Designs protect the novel ornamental features of an article of manufacture and not its utilitarian characteristics. They cover the visual, non-functional features in the product, extending to the shape of the product, surface ornamentation, or the combination of both. Design protection extends only to the appearance of the product and not its functionality. If the design is necessary for the product to operate or work, it is considered functional, and therefore ineligible for protection.
Trade dress is a type of trademark. As with all forms of trademark, a trade dress is used to identify the source of a good and/or service as well as the goodwill associated with that source. Trade dress refers to the overall appearance and image of a product. Trade dress may include the design of a product or its packaging. If a product design is identifiable with a company or source, trade dress rights prevent other products from appearing confusingly similar to a consumer. Examples of trade dress include the look and feel of a restaurant or retail store, the packaging of a product, and the design of a product.
When to Choose Design Protection
For obtaining Design Registration, the design must be an article of manufacture, ornamental, novel, and non-obvious over existing designs. Although the article can provide functionality, the portion of the design to be protected cannot be purely functional. If the design is the only way to maintain the functionality of the article, then the design is not eligible for design protection.
If an article embodying the design has been publicly disclosed before filing the Design Application, it may not be available. Design protection can be sought before even beginning manufacturing. Therefore, ideally, an application should be filed as early as possible, before sales or other disclosure.
When to Choose Trade Dress
For obtaining Trade Dress Rights, the design must be non-functional and must have acquired ‘secondary meaning’ such that the design is identifiable with the source. If the design involves product packaging, trade dress rights may arise from ‘inherent distinctiveness.’ Trade Dress Protection can only be obtained for non-functional designs. The shape of a Gibson guitar was deemed too functional because it was advertised to have acoustical advantages.
Trade dress rights do not expire as long as the design is used in commerce as a source identifier. Once a design acquires secondary meaning, future products can also benefit if they use the same protected design feature. Furthermore, a competing product infringes when it is deemed close enough to confuse a consumer regarding its source. In contrast, infringing a design requires an ordinary observer to find the particular design in question substantially similar to the protected design in the context of prior designs in the field – generally a more difficult bar.
If the product has not yet been commercialized, only a design may be possible because trade dress rights arise only for a commercialized product design. Similarly, if the product has been publicly disclosed for longer than an allotted grace period, only trade dress rights may be available. If the product lifecycle tends to be short, the limited term of a design may provide sufficient protection. However, if various products may be launched under your brand, there could be value in pursuing trade dress protection for distinctive design features, which may be employed throughout the product line.
If the market is prone to copycats, it may be optimal to obtain multiple layers of protection. Designs have a limited term of protection; however, trade dress protection can last as long as the design is being used in commerce, which theoretically could be forever. So, you can start with design protection and finish with trade dress protection.

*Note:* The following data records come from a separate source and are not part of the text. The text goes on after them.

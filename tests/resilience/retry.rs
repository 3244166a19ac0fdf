use super::{Calls, fast_policy};
use std::sync::{Arc, Mutex};
use std::time::Duration;
use storage_resilience::retry::{RetryEvent, SkipReason};
use storage_resilience::{
    ErrorCategory, ExecuteOptions, Operation, Outcome, ResilientStore, RetryPolicy,
};
use storage_resilience_core::FnListener;

#[tokio::test]
async fn econnrefused_three_times_then_success() {
    let store = ResilientStore::builder()
        .retry_policy(fast_policy(5))
        .build();
    let calls = Calls::default();
    let c = calls.clone();

    let outcome = store
        .execute(
            "primary-db",
            Operation::idempotent(move || {
                let n = c.hit();
                async move {
                    if n < 3 {
                        Err("connect ECONNREFUSED 10.0.0.12:5432")
                    } else {
                        Ok("row")
                    }
                }
            }),
            ExecuteOptions::new(),
        )
        .await;

    assert_eq!(outcome, Outcome::Success("row"));
    assert_eq!(calls.count(), 4);
}

#[tokio::test]
async fn unique_violation_fails_without_retrying() {
    let store = ResilientStore::builder()
        .retry_policy(fast_policy(5))
        .build();
    let calls = Calls::default();
    let c = calls.clone();

    let outcome = store
        .execute(
            "primary-db",
            Operation::idempotent(move || {
                c.hit();
                async { Err::<(), _>("duplicate key value violates unique constraint") }
            }),
            ExecuteOptions::new(),
        )
        .await;

    let classification = outcome.classification().expect("failure");
    assert_eq!(classification.category, ErrorCategory::Query);
    assert!(!classification.retryable);
    assert_eq!(calls.count(), 1);
    // No fallback was given, so the resource is marked degraded.
    assert!(store.is_degraded("primary-db"));
}

#[tokio::test]
async fn attempts_never_exceed_max() {
    for max in 1..=5 {
        let store = ResilientStore::builder()
            .retry_policy(fast_policy(max))
            .build();
        let calls = Calls::default();
        let c = calls.clone();

        let outcome = store
            .execute(
                "primary-db",
                Operation::idempotent(move || {
                    c.hit();
                    async { Err::<(), _>("deadlock detected") }
                }),
                ExecuteOptions::new(),
            )
            .await;

        assert!(outcome.is_failure());
        assert_eq!(calls.count(), max as usize);
    }
}

#[tokio::test]
async fn per_call_policy_overrides_default() {
    let store = ResilientStore::builder()
        .retry_policy(fast_policy(5))
        .build();
    let calls = Calls::default();
    let c = calls.clone();

    let _ = store
        .execute(
            "primary-db",
            Operation::idempotent(move || {
                c.hit();
                async { Err::<(), _>("connection reset") }
            }),
            ExecuteOptions::new().policy(fast_policy(2)),
        )
        .await;

    assert_eq!(calls.count(), 2);
}

#[tokio::test]
async fn narrowed_categories_stop_retries() {
    let policy = RetryPolicy::builder()
        .max_attempts(5)
        .initial_delay(Duration::from_millis(1))
        .retryable_categories([ErrorCategory::Connection])
        .build()
        .unwrap();
    let store = ResilientStore::builder().build();
    let calls = Calls::default();
    let c = calls.clone();

    let _ = store
        .execute(
            "primary-db",
            Operation::idempotent(move || {
                c.hit();
                async { Err::<(), _>("out of memory") }
            }),
            ExecuteOptions::new().policy(policy),
        )
        .await;

    assert_eq!(calls.count(), 1);
}

#[tokio::test]
async fn writes_need_explicit_opt_in() {
    let events = Arc::new(Mutex::new(Vec::new()));
    let e = Arc::clone(&events);
    let store = ResilientStore::builder()
        .retry_policy(fast_policy(4))
        .retry_listener(FnListener::new(move |event: &RetryEvent| {
            if let RetryEvent::NotRetried { reason, .. } = event {
                e.lock().unwrap().push(*reason);
            }
        }))
        .build();
    let calls = Calls::default();
    let c = calls.clone();

    let outcome = store
        .execute(
            "primary-db",
            Operation::new(move || {
                c.hit();
                async { Err::<(), _>("connection refused") }
            }),
            ExecuteOptions::new(),
        )
        .await;

    assert!(outcome.is_failure());
    assert_eq!(calls.count(), 1);
    assert_eq!(*events.lock().unwrap(), vec![SkipReason::NonIdempotent]);
}

#[tokio::test(start_paused = true)]
async fn backoff_doubles_and_caps() {
    let delays = Arc::new(Mutex::new(Vec::new()));
    let d = Arc::clone(&delays);
    let policy = RetryPolicy::builder()
        .max_attempts(6)
        .initial_delay(Duration::from_millis(100))
        .max_delay(Duration::from_millis(500))
        .jitter_ratio(0.0)
        .build()
        .unwrap();
    let store = ResilientStore::builder()
        .retry_policy(policy)
        .retry_listener(FnListener::new(move |event: &RetryEvent| {
            if let RetryEvent::Retry { delay, .. } = event {
                d.lock().unwrap().push(*delay);
            }
        }))
        .build();

    let started = tokio::time::Instant::now();
    let _ = store
        .execute(
            "primary-db",
            Operation::idempotent(|| async { Err::<(), _>("connection refused") }),
            ExecuteOptions::new(),
        )
        .await;

    let ms = |n| Duration::from_millis(n);
    assert_eq!(
        *delays.lock().unwrap(),
        vec![ms(100), ms(200), ms(400), ms(500), ms(500)]
    );
    assert!(started.elapsed() >= ms(1700));
}

#[tokio::test(start_paused = true)]
async fn attempt_timeout_counts_as_connection_failure() {
    let policy = RetryPolicy::builder()
        .max_attempts(2)
        .initial_delay(Duration::from_millis(10))
        .attempt_timeout(Some(Duration::from_millis(500)))
        .build()
        .unwrap();
    let store = ResilientStore::builder().retry_policy(policy).build();
    let calls = Calls::default();
    let c = calls.clone();

    let outcome = store
        .execute(
            "primary-db",
            Operation::idempotent(move || {
                c.hit();
                async {
                    tokio::time::sleep(Duration::from_secs(60)).await;
                    Ok::<_, std::io::Error>(())
                }
            }),
            ExecuteOptions::new(),
        )
        .await;

    let classification = outcome.classification().expect("timed out");
    assert_eq!(classification.category, ErrorCategory::Connection);
    assert!(classification.retryable);
    assert_eq!(calls.count(), 2);
}
//! Degraded-mode stress tests

use std::sync::Arc;
use std::sync::atomic::{AtomicUsize, Ordering};
use std::time::Duration;
use storage_resilience::{
    DegradedConfig, ExecuteOptions, Notification, Operation, ResilientStore, RetryPolicy,
};

use super::init_tracing;

/// Test: many resources entering degraded mode concurrently, one probe each
#[tokio::test(flavor = "multi_thread", worker_threads = 8)]
#[ignore]
async fn stress_many_resources_one_probe_each() {
    init_tracing();
    let probes = Arc::new(AtomicUsize::new(0));
    let recovered = Arc::new(AtomicUsize::new(0));

    let mut builder = ResilientStore::builder()
        .retry_policy(RetryPolicy::builder().max_attempts(1).build().unwrap())
        .degraded(
            DegradedConfig::builder()
                .probe_interval(Duration::from_millis(200))
                .build(),
        );
    for i in 0..200 {
        let probes = Arc::clone(&probes);
        builder = builder.recovery_probe(format!("shard-{i}"), move |_resource: &str| {
            probes.fetch_add(1, Ordering::SeqCst);
            async { true }
        });
    }
    let r = Arc::clone(&recovered);
    let store = Arc::new(
        builder
            .on_notification(move |n| {
                if matches!(n, Notification::Recovered { .. }) {
                    r.fetch_add(1, Ordering::SeqCst);
                }
            })
            .build(),
    );

    let mut handles = Vec::new();
    for i in 0..200 {
        for _ in 0..10 {
            let store = Arc::clone(&store);
            handles.push(tokio::spawn(async move {
                store
                    .execute(
                        &format!("shard-{i}"),
                        Operation::idempotent(|| async { Err::<(), _>("connection refused") }),
                        ExecuteOptions::new(),
                    )
                    .await
            }));
        }
    }
    for handle in handles {
        let _ = handle.await.unwrap();
    }
    assert_eq!(store.monitor().degraded_resources().len(), 200);

    tokio::time::sleep(Duration::from_millis(600)).await;

    println!("Probe calls: {}", probes.load(Ordering::SeqCst));
    assert_eq!(probes.load(Ordering::SeqCst), 200);
    assert_eq!(recovered.load(Ordering::SeqCst), 200);
    assert!(store.monitor().degraded_resources().is_empty());
}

Furthermore, the two types of protection can exist simultaneously; so, it can make sense to secure design protection to develop trade dress rights without interference from competitors during the intervening duration before the design expires. To sum it up, design and trade dress rights should be considered when the visual appearance of a product may contribute to commercial success in the marketplace. These can be vital tools for protecting the distinct ornamentation or design of products, which may become associated with a company. Investment in such protection can enhance its economic benefit to the owner of the rights.